With its Green Paper on labour law the European Commission wants to redirect its employment policy towards flexicurity. The aim is to balance company demands for increased flexibility with employees' need for security - resulting in this new word 'flexicurity'. Hartmut Seifert, the labour market expert at the WSI, a union-linked research body, says Germany has some catching up to do, as the trend is towards more flexibility and less security - a completely imbalanced result. However, the positive employment developments in Germany's neighbours, Denmark and the Netherlands - each with very different approaches, show that greater balance is possible.

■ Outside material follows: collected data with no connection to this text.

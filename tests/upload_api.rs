//! Endpoint integration tests driving the full router against a mocked
//! YouTube upload API. No real network, no real credentials.

use std::sync::Arc;

use axum::body::Body;
use axum::http::{header, Request, StatusCode};
use http_body_util::BodyExt;
use serde_json::Value;
use tempfile::TempDir;
use tower::ServiceExt;
use upload_agent::{app, seo::SeoTemplates, youtube_client::YouTubeClient, AppState};
use wiremock::matchers::{method, path};
use wiremock::{Mock, MockServer, ResponseTemplate};

const BOUNDARY: &str = "test-boundary-7MA4YWxkTrZu0gW";

const GAMING_TITLES: [&str; 5] = [
    "🎮 Epic Gaming Moments: Unbelievable Gameplay",
    "🏆 Pro Gamer Tips: Level Up Your Skills",
    "🔥 Complete Gaming Walkthrough: All Secrets Revealed",
    "⚔️ Ultimate Gaming Guide: Win Every Match",
    "💎 Hidden Gaming Secrets & Easter Eggs",
];

/// Test fixture: router wired to a wiremock YouTube and an isolated temp dir.
struct TestApp {
    router: axum::Router,
    _tmp: TempDir,
    tmp_path: std::path::PathBuf,
}

async fn test_app(mock_server: &MockServer) -> TestApp {
    let tmp = TempDir::new().expect("temp dir");
    let tmp_path = tmp.path().to_path_buf();
    let http = reqwest::Client::new();

    let state = Arc::new(AppState {
        http: http.clone(),
        youtube: YouTubeClient::with_base_url(http, &mock_server.uri()),
        seo_templates: SeoTemplates::builtin(),
        tmp_dir: tmp_path.clone(),
    });

    TestApp {
        router: app(state),
        _tmp: tmp,
        tmp_path,
    }
}

async fn mount_upload_ok(mock_server: &MockServer, video_id: &str) {
    Mock::given(method("POST"))
        .and(path("/upload/youtube/v3/videos"))
        .respond_with(
            ResponseTemplate::new(200)
                .set_body_json(serde_json::json!({ "id": video_id })),
        )
        .mount(mock_server)
        .await;
}

fn multipart_body(fields: &[(&str, &str)], file: Option<(&str, &[u8])>) -> Vec<u8> {
    let mut body = Vec::new();
    for (name, value) in fields {
        body.extend_from_slice(format!("--{}\r\n", BOUNDARY).as_bytes());
        body.extend_from_slice(
            format!("Content-Disposition: form-data; name=\"{}\"\r\n\r\n", name).as_bytes(),
        );
        body.extend_from_slice(value.as_bytes());
        body.extend_from_slice(b"\r\n");
    }
    if let Some((filename, bytes)) = file {
        body.extend_from_slice(format!("--{}\r\n", BOUNDARY).as_bytes());
        body.extend_from_slice(
            format!(
                "Content-Disposition: form-data; name=\"video\"; filename=\"{}\"\r\n",
                filename
            )
            .as_bytes(),
        );
        body.extend_from_slice(b"Content-Type: video/mp4\r\n\r\n");
        body.extend_from_slice(bytes);
        body.extend_from_slice(b"\r\n");
    }
    body.extend_from_slice(format!("--{}--\r\n", BOUNDARY).as_bytes());
    body
}

fn upload_request(body: Vec<u8>, authorized: bool) -> Request<Body> {
    let mut builder = Request::builder()
        .method("POST")
        .uri("/api/upload")
        .header(
            header::CONTENT_TYPE,
            format!("multipart/form-data; boundary={}", BOUNDARY),
        );
    if authorized {
        builder = builder.header(header::AUTHORIZATION, "Bearer test-access-token");
    }
    builder.body(Body::from(body)).unwrap()
}

async fn json_body(response: axum::response::Response) -> Value {
    let bytes = response.into_body().collect().await.unwrap().to_bytes();
    serde_json::from_slice(&bytes).expect("response should be JSON")
}

#[tokio::test]
async fn rejects_request_without_video_or_link() {
    let mock_server = MockServer::start().await;
    let app = test_app(&mock_server).await;

    let body = multipart_body(&[("category", "tech"), ("language", "en")], None);
    let response = app.router.oneshot(upload_request(body, true)).await.unwrap();

    assert_eq!(response.status(), StatusCode::BAD_REQUEST);
    let payload = json_body(response).await;
    assert_eq!(payload["error"], "No video provided");
}

#[tokio::test]
async fn rejects_request_without_credentials() {
    let mock_server = MockServer::start().await;
    let app = test_app(&mock_server).await;

    let body = multipart_body(
        &[("category", "gaming")],
        Some(("clip.mp4", b"fake video bytes" as &[u8])),
    );
    let response = app
        .router
        .oneshot(upload_request(body, false))
        .await
        .unwrap();

    assert_eq!(response.status(), StatusCode::UNAUTHORIZED);
    let payload = json_body(response).await;
    assert_eq!(payload["error"], "Not authenticated");
}

#[tokio::test]
async fn rejects_non_post_with_json_body() {
    let mock_server = MockServer::start().await;
    let app = test_app(&mock_server).await;

    let request = Request::builder()
        .method("GET")
        .uri("/api/upload")
        .body(Body::empty())
        .unwrap();
    let response = app.router.oneshot(request).await.unwrap();

    assert_eq!(response.status(), StatusCode::METHOD_NOT_ALLOWED);
    let payload = json_body(response).await;
    assert_eq!(payload["error"], "Method not allowed");
}

#[tokio::test]
async fn uploads_file_and_returns_generated_metadata() {
    let mock_server = MockServer::start().await;
    mount_upload_ok(&mock_server, "yt-video-123").await;
    let app = test_app(&mock_server).await;

    let body = multipart_body(
        &[("category", "gaming"), ("language", "en")],
        Some(("gameplay.mp4", b"fake video bytes" as &[u8])),
    );
    let response = app.router.oneshot(upload_request(body, true)).await.unwrap();

    assert_eq!(response.status(), StatusCode::OK);
    let payload = json_body(response).await;

    assert_eq!(payload["success"], true);
    assert_eq!(payload["videoId"], "yt-video-123");

    let title = payload["title"].as_str().unwrap();
    assert!(
        GAMING_TITLES.contains(&title),
        "title should come from the gaming list: {}",
        title
    );

    let tags: Vec<&str> = payload["tags"]
        .as_array()
        .unwrap()
        .iter()
        .map(|t| t.as_str().unwrap())
        .collect();
    assert!(tags.contains(&"gaming"));
    assert!(tags.len() <= 15);

    let hashtags = payload["hashtags"].as_str().unwrap();
    assert!(hashtags.starts_with("#gaming "));
    assert_eq!(hashtags.split(' ').count(), 5);

    assert!(payload["thumbnailPrompt"].as_str().unwrap().contains("gaming theme"));
    assert!(payload["scheduledTime"].is_null());

    // The platform saw a public, unscheduled upload
    let requests = mock_server.received_requests().await.unwrap();
    let upload = requests
        .iter()
        .find(|r| r.url.path() == "/upload/youtube/v3/videos")
        .expect("upload call should have reached the platform");
    let raw = String::from_utf8_lossy(&upload.body);
    assert!(raw.contains("\"privacyStatus\":\"public\""));
    assert!(!raw.contains("publishAt"));
    assert!(raw.contains("\"categoryId\":\"22\""));
}

#[tokio::test]
async fn scheduled_upload_is_sent_private_with_publish_at() {
    let mock_server = MockServer::start().await;
    mount_upload_ok(&mock_server, "yt-video-sched").await;
    let app = test_app(&mock_server).await;

    let body = multipart_body(
        &[
            ("category", "tech"),
            ("scheduleTime", "2026-09-01T18:30"),
            ("monetization", "true"),
        ],
        Some(("demo.mp4", b"fake video bytes" as &[u8])),
    );
    let response = app.router.oneshot(upload_request(body, true)).await.unwrap();

    assert_eq!(response.status(), StatusCode::OK);
    let payload = json_body(response).await;
    assert_eq!(payload["scheduledTime"], "2026-09-01T18:30");

    let requests = mock_server.received_requests().await.unwrap();
    let upload = requests
        .iter()
        .find(|r| r.url.path() == "/upload/youtube/v3/videos")
        .unwrap();
    let raw = String::from_utf8_lossy(&upload.body);
    assert!(raw.contains("\"privacyStatus\":\"private\""));
    assert!(raw.contains("\"publishAt\":\"2026-09-01T18:30:00"));
    assert!(raw.contains("\"madeForKids\":false"));
}

#[tokio::test]
async fn downloads_link_uploads_and_cleans_temp_storage() {
    let mock_server = MockServer::start().await;
    mount_upload_ok(&mock_server, "yt-video-link").await;
    Mock::given(method("GET"))
        .and(path("/media/source.mp4"))
        .respond_with(
            ResponseTemplate::new(200).set_body_bytes(b"remote video bytes".to_vec()),
        )
        .mount(&mock_server)
        .await;
    let app = test_app(&mock_server).await;

    let link = format!("{}/media/source.mp4", mock_server.uri());
    let body = multipart_body(&[("category", "vlog"), ("videoLink", &link)], None);
    let response = app.router.oneshot(upload_request(body, true)).await.unwrap();

    assert_eq!(response.status(), StatusCode::OK);
    let payload = json_body(response).await;
    assert_eq!(payload["videoId"], "yt-video-link");

    // Temp file was created for the download and removed after the upload
    let leftovers: Vec<_> = std::fs::read_dir(&app.tmp_path)
        .unwrap()
        .filter_map(|e| e.ok())
        .collect();
    assert!(
        leftovers.is_empty(),
        "temp dir should be empty, found: {:?}",
        leftovers
    );
}

#[tokio::test]
async fn unreachable_link_maps_to_download_failure() {
    let mock_server = MockServer::start().await;
    let app = test_app(&mock_server).await;

    let link = format!("{}/media/missing.mp4", mock_server.uri());
    let body = multipart_body(&[("videoLink", &link)], None);
    let response = app.router.oneshot(upload_request(body, true)).await.unwrap();

    assert_eq!(response.status(), StatusCode::INTERNAL_SERVER_ERROR);
    let payload = json_body(response).await;
    assert!(payload["error"]
        .as_str()
        .unwrap()
        .starts_with("Download failed"));
}

#[tokio::test]
async fn platform_error_surfaces_diagnostic_details() {
    let mock_server = MockServer::start().await;
    Mock::given(method("POST"))
        .and(path("/upload/youtube/v3/videos"))
        .respond_with(ResponseTemplate::new(403).set_body_json(serde_json::json!({
            "error": { "code": 403, "message": "The request cannot be completed because you have exceeded your quota." }
        })))
        .mount(&mock_server)
        .await;
    let app = test_app(&mock_server).await;

    let body = multipart_body(
        &[("category", "shorts")],
        Some(("short.mp4", b"fake video bytes" as &[u8])),
    );
    let response = app.router.oneshot(upload_request(body, true)).await.unwrap();

    assert_eq!(response.status(), StatusCode::INTERNAL_SERVER_ERROR);
    let payload = json_body(response).await;
    assert!(payload["error"]
        .as_str()
        .unwrap()
        .contains("YouTube upload failed"));
    assert_eq!(payload["details"]["error"]["code"], 403);
}

#[tokio::test]
async fn status_endpoint_reports_categories() {
    let mock_server = MockServer::start().await;
    let app = test_app(&mock_server).await;

    let request = Request::builder()
        .method("GET")
        .uri("/api/status")
        .body(Body::empty())
        .unwrap();
    let response = app.router.oneshot(request).await.unwrap();

    assert_eq!(response.status(), StatusCode::OK);
    let payload = json_body(response).await;
    assert_eq!(payload["status"], "operational");
    let categories = payload["categories"].as_array().unwrap();
    assert_eq!(categories.len(), 7);
}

The Danes introduced the basic principles of flexicurity back in the 1990s. There are relatively few legal protections against dismissal, but collective agreements determine the dismissal provisions for between 60% and 70% of employees. Mobility between companies - a form of external flexibility - is exceptionally high compared with the rest of Europe, Hartmut points out. This, he believes, is because there is little risk in changing jobs, particularly in a booming economy like Denmark's. With a pretty comfortable level of unemployment benefit and support programmes, the possible risk of losing a job seems less threatening.
The Dutch model is an example of a very different kind of flexicurity. As in Germany, the rules governing part-time working, temporary employment and agency work have been eased, giving companies more flexibility. However, pay and working conditions for these forms of employment are the same as those for standard employment. Part-timers and people who are not part of the core workforce still have the right to the same hourly rate. A general basic pension provides an adequate income in old age, even for those in atypical employment. This provides security for employees.
Germany has also promoted short-term and short-hours jobs, but this has "reinforced the imbalance between flexibility and security" in Seifert's view. "Such jobs offer neither the income needed for survival nor adequate pension rights," he says. Hourly rates for temporary work, agency workers and jobs for only a few hours a week are more likely to be below the low-pay threshold (two-thirds of median earnings) than hourly rates for normal work.
These forms of flexibility are also no use as a springboard into a normal employment contract. Part-time work, whether it is for for a substantial number of hours - where social insurance payments must be made, or for a very few - so-called mini jobs - does not ease the path to normal employment. It is only in the case of temporary employees where any significant link with the employer develops: 40% of all temporary contracts become permanent.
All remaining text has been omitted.